The question of whether or not the two companies engaged in a joint venture in the sale of the materials to respondent and in the transaction of the return of the products by respondent, and the agreement to return the purchase price thereof to respondent, presented a question for the jury's determination.

In Stearns v. Williams, 72 Idaho 276, 240 P.2d 833, 838, this Court ruled:

"Whether a relation of joint adventurers exists is primarily a question of fact for the trial court to determine from the facts and the inferences to be drawn therefrom. [Citations.]
"It is immaterial in whose name the property is acquired in a joint venture, as one holding title is a trustee for those who are so engaged in the joint enterprise. [Citation.]
"To constitute a joint adventure the parties may combine their property, money, efforts, skill or knowledge in some common undertaking, and their contribution in this respect need not be equal or of the same character, but there must be some contribution by each joint adventurer of something promotive of the enterprise. [Citations]; and even though one adventurer owns all the property used in the joint adventure, this is not conclusive in determining whether such relationship exists. [Citation.]
"A contract of joint adventure need not be expressed but it may be implied, in whole or in part, from the conduct of the parties [citation]; direct testimony or documents are not essential, [citations]. Again, even though the details of such joint adventure were shown by indefinite and uncertain testimony, this does not preclude finding that such a joint adventure existed from their acts and conduct, and from the testimony and the inferences that *704 might reasonably be drawn therefrom. [Citations.]"

Appellant has pointed to inferences which could be drawn from the facts and circumstances shown herein, as well as to evidence if standing alone, both of which would conflict with the theory of existence of a joint venture.
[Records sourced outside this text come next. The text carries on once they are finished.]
// =============================================================================
// GVR helpers
// =============================================================================

/// Render a gvr as `group/version/resource`
pub fn gvr_string(gvr: &GroupVersionResource) -> String {
    format!(
        "{}{sep}{}{sep}{}",
        gvr.group,
        gvr.version,
        gvr.resource,
        sep = URI_SEPARATOR
    )
}

/// Parse `group/version/resource`, or `version/resource` for the core group
pub fn parse_gvr(s: &str) -> Result<GroupVersionResource> {
    let parts: Vec<&str> = s.split(URI_SEPARATOR).collect();
    let (group, version, resource) = match parts.as_slice() {
        [g, v, r] => (*g, *v, *r),
        [v, r] => ("", *v, *r),
        _ => {
            return Err(Error::GvrParse {
                input: s.to_string(),
                reason: format!("expected 2 or 3 segments, got {}", parts.len()),
            })
        }
    };

    if let Some(reason) = gvr_segment_error(version, resource) {
        return Err(Error::GvrParse {
            input: s.to_string(),
            reason: reason.to_string(),
        });
    }

    Ok(GroupVersionResource::gvr(group, version, resource))
}

/// Checks shared by every parser of a gvr prefix
fn gvr_segment_error(version: &str, resource: &str) -> Option<&'static str> {
    if version.is_empty() {
        Some("empty version segment")
    } else if resource.is_empty() {
        Some("empty resource segment")
    } else {
        None
    }
}

// =============================================================================
// Spaced Name
// =============================================================================

/// Namespace-qualified model name, rendered `namespace/name`
#[derive(Debug, Clone, Default, PartialEq, Eq, Hash, PartialOrd, Ord)]
pub struct SpacedName {
    pub namespace: String,
    pub name: String,
}

impl SpacedName {
    pub fn new(namespace: impl Into<String>, name: impl Into<String>) -> Self {
        Self {
            namespace: namespace.into(),
            name: name.into(),
        }
    }

    /// Parse `namespace/name`; a bare name lands in the default namespace
    pub fn parse(s: &str) -> Self {
        match s.split_once(URI_SEPARATOR) {
            Some((namespace, name)) => Self::new(namespace, name),
            None => Self::new(DEFAULT_NAMESPACE, s),
        }
    }

    /// Rendered form with the default namespace omitted
    pub fn trimmed(&self) -> String {
        if self.namespace == DEFAULT_NAMESPACE {
            self.name.clone()
        } else {
            self.to_string()
        }
    }
}

impl std::fmt::Display for SpacedName {
    fn fmt(&self, f: &mut std::fmt::Formatter<'_>) -> std::fmt::Result {
        write!(f, "{}{}{}", self.namespace, URI_SEPARATOR, self.name)
    }
}

// =============================================================================
// Auri
// =============================================================================

/// Identifies a set of attributes belonging to a model on the semantic
/// message bus, e.g. `digi.dev/v1/roombas/default/roomba-foo.power`.
#[derive(Debug, Clone, Default, PartialEq, Eq, Hash, Serialize, Deserialize, JsonSchema)]
pub struct Auri {
    /// Model schema
    #[serde(default)]
    pub kind: Kind,

    /// Name of the model
    #[serde(default, skip_serializing_if = "String::is_empty")]
    pub name: String,

    /// Namespace of the model
    #[serde(default, skip_serializing_if = "String::is_empty")]
    pub namespace: String,

    /// Path to attribute(s) in the model; empty means the model itself
    #[serde(default, skip_serializing_if = "String::is_empty")]
    pub path: String,
}

impl Auri {
    pub fn new(kind: Kind, namespace: impl Into<String>, name: impl Into<String>) -> Self {
        Self {
            kind,
            name: name.into(),
            namespace: namespace.into(),
            path: String::new(),
        }
    }

    /// Same model, pointing at `path`
    pub fn with_path(mut self, path: impl Into<String>) -> Self {
        self.path = path.into();
        self
    }

    pub fn gvk(&self) -> GroupVersionKind {
        self.kind.gvk()
    }

    pub fn gvr(&self) -> GroupVersionResource {
        self.kind.gvr()
    }

    pub fn spaced_name(&self) -> SpacedName {
        SpacedName::new(&self.namespace, &self.name)
    }

    /// Whether this points at the whole model rather than an attribute
    pub fn is_model(&self) -> bool {
        self.path.trim_start_matches(ATTR_PATH_SEPARATOR).is_empty()
    }

    /// Attribute of `model` this auri points at
    pub fn resolve<'a>(&self, model: &'a Value) -> Option<&'a Value> {
        lookup_attr(model, &self.path)
    }
}

impl std::fmt::Display for Auri {
    fn fmt(&self, f: &mut std::fmt::Formatter<'_>) -> std::fmt::Result {
        write!(
            f,
            "{}{}{}",
            gvr_string(&self.gvr()),
            URI_SEPARATOR,
            self.spaced_name()
        )?;
        if !self.path.is_empty() {
            write!(
                f,
                "{}{}",
                ATTR_PATH_SEPARATOR,
                self.path.trim_start_matches(ATTR_PATH_SEPARATOR)
            )?;
        }
        Ok(())
    }
}

// =============================================================================
// AuriRef
// =============================================================================

/// A parsed auri string.
///
/// The rendered form carries the resource plural, not the kind name, so
/// parsing stops here; [`Scheme::resolve_auri`](crate::runtime::Scheme::resolve_auri)
/// turns it into an [`Auri`] by looking the plural up among registered kinds.
#[derive(Debug, Clone, Default, PartialEq, Eq, Hash, Serialize, Deserialize)]
pub struct AuriRef {
    pub group: String,
    pub version: String,
    pub resource: String,
    pub namespace: String,
    pub name: String,
    #[serde(default, skip_serializing_if = "String::is_empty")]
    pub path: String,
}

impl AuriRef {
    pub fn gvr(&self) -> GroupVersionResource {
        GroupVersionResource::gvr(&self.group, &self.version, &self.resource)
    }

    pub fn spaced_name(&self) -> SpacedName {
        SpacedName::new(&self.namespace, &self.name)
    }

    /// Attach the kind the plural belongs to
    pub fn into_auri(self, kind: Kind) -> Auri {
        Auri::new(kind, self.namespace, self.name).with_path(self.path)
    }
}

impl From<&Auri> for AuriRef {
    fn from(auri: &Auri) -> Self {
        Self {
            group: auri.kind.group.clone(),
            version: auri.kind.version.clone(),
            resource: auri.kind.plural(),
            namespace: auri.namespace.clone(),
            name: auri.name.clone(),
            path: auri.path.trim_start_matches(ATTR_PATH_SEPARATOR).to_string(),
        }
    }
}

impl std::fmt::Display for AuriRef {
    fn fmt(&self, f: &mut std::fmt::Formatter<'_>) -> std::fmt::Result {
        write!(
            f,
            "{}{}{}",
            gvr_string(&self.gvr()),
            URI_SEPARATOR,
            self.spaced_name()
        )?;
        if !self.path.is_empty() {
            write!(f, "{}{}", ATTR_PATH_SEPARATOR, self.path)?;
        }
        Ok(())
    }
}

impl FromStr for AuriRef {
    type Err = Error;

    /// Parse the rendered form of an [`Auri`].
    ///
    /// The attribute path starts at the first `.` of the last segment, so
    /// model names containing dots do not round-trip.
    fn from_str(s: &str) -> Result<Self> {
        let parts: Vec<&str> = s.split(URI_SEPARATOR).collect();
        let [group, version, resource, namespace, last] = parts.as_slice() else {
            return Err(Error::AuriParse {
                input: s.to_string(),
                reason: format!("expected 5 segments, got {}", parts.len()),
            });
        };

        if let Some(reason) = gvr_segment_error(version, resource) {
            return Err(Error::AuriParse {
                input: s.to_string(),
                reason: reason.to_string(),
            });
        }

        let (name, path) = last.split_once(ATTR_PATH_SEPARATOR).unwrap_or((*last, ""));
        if name.is_empty() {
            return Err(Error::AuriParse {
                input: s.to_string(),
                reason: "empty model name".to_string(),
            });
        }

        Ok(Self {
            group: group.to_string(),
            version: version.to_string(),
            resource: resource.to_string(),
            namespace: namespace.to_string(),
            name: name.to_string(),
            path: path.to_string(),
        })
    }
}

// =============================================================================
// Attribute Paths
// =============================================================================

/// Split a dot path into components; leading dots are optional.
///
/// An empty path yields a single empty component.
pub fn attr_path_slice(path: &str) -> Vec<&str> {
    path.trim_start_matches(ATTR_PATH_SEPARATOR)
        .split(ATTR_PATH_SEPARATOR)
        .collect()
}

#[cfg(test)]
mod tests {
    use super::*;
    use assert_matches::assert_matches;
    use serde_json::json;

    fn roomba() -> Kind {
        Kind::new("digi.dev", "v1", "Roomba")
    }

    #[test]
    fn test_plural() {
        assert_eq!(roomba().plural(), "roombas");
        assert_eq!(Kind::new("", "v1", "UniLamp").plural(), "unilamps");
        // irregular plurals stay naive
        assert_eq!(Kind::new("digi.dev", "v1", "Box").plural(), "boxs");
    }

    #[test]
    fn test_gvk_gvr() {
        let gvk = roomba().gvk();
        assert_eq!(gvk.group, "digi.dev");
        assert_eq!(gvk.version, "v1");
        assert_eq!(gvk.kind, "Roomba");

        let gvr = roomba().gvr();
        assert_eq!(gvr.resource, "roombas");
        assert_eq!(gvr_string(&gvr), "digi.dev/v1/roombas");

        let empty = Kind::default().gvr();
        assert_eq!(empty.group, "");
        assert_eq!(empty.resource, "s");
    }

    #[test]
    fn test_kind_display_and_from_gvk() {
        assert_eq!(roomba().to_string(), "digi.dev/v1/Roomba");
        assert_eq!(Kind::new("", "v1", "Pod").to_string(), "/v1/Pod");
        let gvk = GroupVersionKind::gvk("digi.dev", "v1", "Lamp");
        assert_eq!(Kind::from(gvk), Kind::new("digi.dev", "v1", "Lamp"));
    }

    #[test]
    fn test_api_resource() {
        let ar = roomba().api_resource();
        assert_eq!(ar.plural, "roombas");
        assert_eq!(ar.kind, "Roomba");
        assert_eq!(ar.api_version, "digi.dev/v1");
    }

    #[test]
    fn test_auri_display() {
        let auri = Auri::new(roomba(), "default", "roomba-foo").with_path("power");
        assert_eq!(auri.to_string(), "digi.dev/v1/roombas/default/roomba-foo.power");

        let model = Auri::new(roomba(), "default", "roomba-foo");
        assert_eq!(model.to_string(), "digi.dev/v1/roombas/default/roomba-foo");
    }

    #[test]
    fn test_auri_display_strips_leading_dots() {
        let plain = Auri::new(roomba(), "home", "r1").with_path("foo.bar");
        let dotted = Auri::new(roomba(), "home", "r1").with_path(".foo.bar");
        let doubled = Auri::new(roomba(), "home", "r1").with_path("..foo.bar");
        assert_eq!(plain.to_string(), "digi.dev/v1/roombas/home/r1.foo.bar");
        assert_eq!(plain.to_string(), dotted.to_string());
        assert_eq!(plain.to_string(), doubled.to_string());
    }

    #[test]
    fn test_auri_ref_parse() {
        let parsed: AuriRef = "digi.dev/v1/roombas/default/roomba-foo.power".parse().unwrap();
        assert_eq!(parsed.group, "digi.dev");
        assert_eq!(parsed.resource, "roombas");
        assert_eq!(parsed.namespace, "default");
        assert_eq!(parsed.name, "roomba-foo");
        assert_eq!(parsed.path, "power");

        let auri = parsed.into_auri(roomba());
        assert_eq!(auri.to_string(), "digi.dev/v1/roombas/default/roomba-foo.power");

        let nested: AuriRef = "digi.dev/v1/lamps/home/l1.spec.mounts".parse().unwrap();
        assert_eq!(nested.name, "l1");
        assert_eq!(nested.path, "spec.mounts");
        assert_eq!(nested.to_string(), "digi.dev/v1/lamps/home/l1.spec.mounts");
    }

    #[test]
    fn test_auri_ref_from_auri() {
        let auri = Auri::new(Kind::new("digi.dev", "v1", "UniLamp"), "home", "l1").with_path(".power");
        let parsed: AuriRef = auri.to_string().parse().unwrap();
        assert_eq!(parsed, AuriRef::from(&auri));
        assert_eq!(parsed.resource, "unilamps");
    }

    #[test]
    fn test_auri_ref_parse_errors() {
        assert_matches!(
            "digi.dev/v1/lamps/l1".parse::<AuriRef>(),
            Err(Error::AuriParse { .. })
        );
        assert_matches!(
            "digi.dev/v1//default/l1".parse::<AuriRef>(),
            Err(Error::AuriParse { .. })
        );
        assert_matches!(
            "digi.dev/v1/lamps/default/.power".parse::<AuriRef>(),
            Err(Error::AuriParse { .. })
        );
    }

    #[test]
    fn test_empty_version_rejected_by_both_parsers() {
        assert_matches!(
            "digi.dev//lamps/default/l1".parse::<AuriRef>(),
            Err(Error::AuriParse { reason, .. }) if reason == "empty version segment"
        );
        assert_matches!(
            parse_gvr("digi.dev//lamps"),
            Err(Error::GvrParse { reason, .. }) if reason == "empty version segment"
        );
    }

    #[test]
    fn test_auri_json_shape() {
        let auri = Auri::new(roomba(), "default", "roomba-foo");
        let value = serde_json::to_value(&auri).unwrap();
        assert_eq!(
            value,
            json!({
                "kind": {"group": "digi.dev", "version": "v1", "name": "Roomba"},
                "name": "roomba-foo",
                "namespace": "default"
            })
        );

        // nested kind is emitted even when empty
        let empty = serde_json::to_value(Auri::default()).unwrap();
        assert_eq!(empty, json!({"kind": {}}));

        let back: Auri = serde_json::from_value(json!({"name": "x"})).unwrap();
        assert_eq!(back.name, "x");
        assert_eq!(back.kind, Kind::default());
    }

    #[test]
    fn test_auri_resolve() {
        let model = json!({"spec": {"power": {"intent": "on"}}});
        let auri = Auri::new(roomba(), "default", "r1").with_path(".spec.power.intent");
        assert_eq!(auri.resolve(&model), Some(&json!("on")));

        let whole = Auri::new(roomba(), "default", "r1");
        assert_eq!(whole.resolve(&model), Some(&model));

        let missing = whole.with_path("spec.brightness");
        assert_eq!(missing.resolve(&model), None);
    }

    #[test]
    fn test_spaced_name() {
        let auri = Auri::new(roomba(), "home", "r1");
        assert_eq!(auri.spaced_name().to_string(), "home/r1");

        assert_eq!(SpacedName::parse("home/r1"), SpacedName::new("home", "r1"));
        assert_eq!(SpacedName::parse("r1"), SpacedName::new(DEFAULT_NAMESPACE, "r1"));
        assert_eq!(SpacedName::parse("default/r1").trimmed(), "r1");
        assert_eq!(SpacedName::parse("home/r1").trimmed(), "home/r1");
    }

    #[test]
    fn test_parse_gvr() {
        let gvr = parse_gvr("digi.dev/v1/lamps").unwrap();
        assert_eq!(gvr.group, "digi.dev");
        assert_eq!(gvr.resource, "lamps");

        let core = parse_gvr("v1/pods").unwrap();
        assert_eq!(core.group, "");
        assert_eq!(core.version, "v1");

        assert_matches!(parse_gvr("lamps"), Err(Error::GvrParse { .. }));
        assert_matches!(parse_gvr("digi.dev/v1/"), Err(Error::GvrParse { .. }));
    }

    #[test]
    fn test_attr_path_slice() {
        assert_eq!(attr_path_slice(".a.b"), vec!["a", "b"]);
        assert_eq!(attr_path_slice("a.b"), vec!["a", "b"]);
        assert_eq!(attr_path_slice(""), vec![""]);
        assert_eq!(attr_path_slice("..power"), vec!["power"]);
    }
}
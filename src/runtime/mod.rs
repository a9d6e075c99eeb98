//! Start-up Runtime
//!
//! Wires api types and controllers together before the manager runs:
//! a [`Registry`] of hooks fills a [`Scheme`] and a [`Manager`].

pub mod manager;
pub mod registry;
pub mod scheme;

pub use manager::*;
pub use registry::*;
pub use scheme::*;
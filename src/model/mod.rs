//! Core model types
//!
//! - [`types`]: Kind and Auri addressing
//! - [`relation`]: Mount relation between models
//! - [`attr`]: attribute lookup in model documents

pub mod attr;
pub mod relation;
pub mod types;

pub use attr::*;
pub use relation::*;
pub use types::*;
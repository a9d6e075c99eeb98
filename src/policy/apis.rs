//! digi.dev/v1 policy api types

use crate::crd::YieldPolicy;
use crate::error::Result;
use crate::runtime::{Registry, Scheme};
use tracing::debug;

/// Install the policy api types into `scheme`
pub fn add_to_scheme(scheme: &mut Scheme) -> Result<()> {
    debug!("Adding digi.dev/v1 policy types to scheme");
    scheme.add::<YieldPolicy>();
    Ok(())
}

/// Register [`add_to_scheme`] with the start-up registry
pub fn register(registry: &mut Registry) {
    registry.add_to_scheme(add_to_scheme);
}
pub mod log;
pub use self::log::*;

pub use ::log::LevelFilter;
This Court is committed to the rule, however, that a conflict not only in the direct evidence but in the inferences, probabilities and conclusions will not justify a reversal of the judgment on appeal, Gem State Sales Co. v. Rudin Bros., Inc., 55 Idaho 299, 41 P.2d 614, 615; Idaho Gold Dredging Corp. v. Boise Payette Lumber Co., 64 Idaho 474, 133 P.2d 1017; Nelson v. Altizer, 65 Idaho 428, 144 P.2d 1009; Bates v. Siebrand Bros. Circus & Carnival, 71 Idaho 318, 231 P.2d 747; Shepard v. Smith, 74 Idaho 459, 263 P.2d 985. The rule is aptly stated in 3 Am.Jur., Appeal and Error, sec. 887, p. 444, as follows:

"On a challenge to the sufficiency of the evidence to support the verdict, the question presented on appeal is, admitting the truth of all the evidence of the plaintiff, together with such inferences and conclusions as may reasonably be drawn therefrom, and eliminating all evidence of defendant in conflict with plaintiff's evidence, and all opposing inferences, whether there is any competent evidence tending to support the verdict against the defendant."

This Court has frequently and uniformly held that findings made by the trier of facts, supported by substantial, competent, although conflicting evidence, will not be disturbed on appeal. I.C. § 13-219; Lanning v. Sprague, 71 Idaho 138, 227 P.2d 347; Williams v. Idaho Potato Starch Co., 73 Idaho 13, 245 P.2d 1045; Summers v. Martin, 77 Idaho ___, 295 P.2d 265.

We conclude that the evidence is sufficient to sustain the verdict of the jury and the judgment of the trial court.

The judgment is affirmed. Costs to respondent.

TAYLOR, C. J., KEETON and PORTER, JJ., and KOELSCH, District Judge, concur.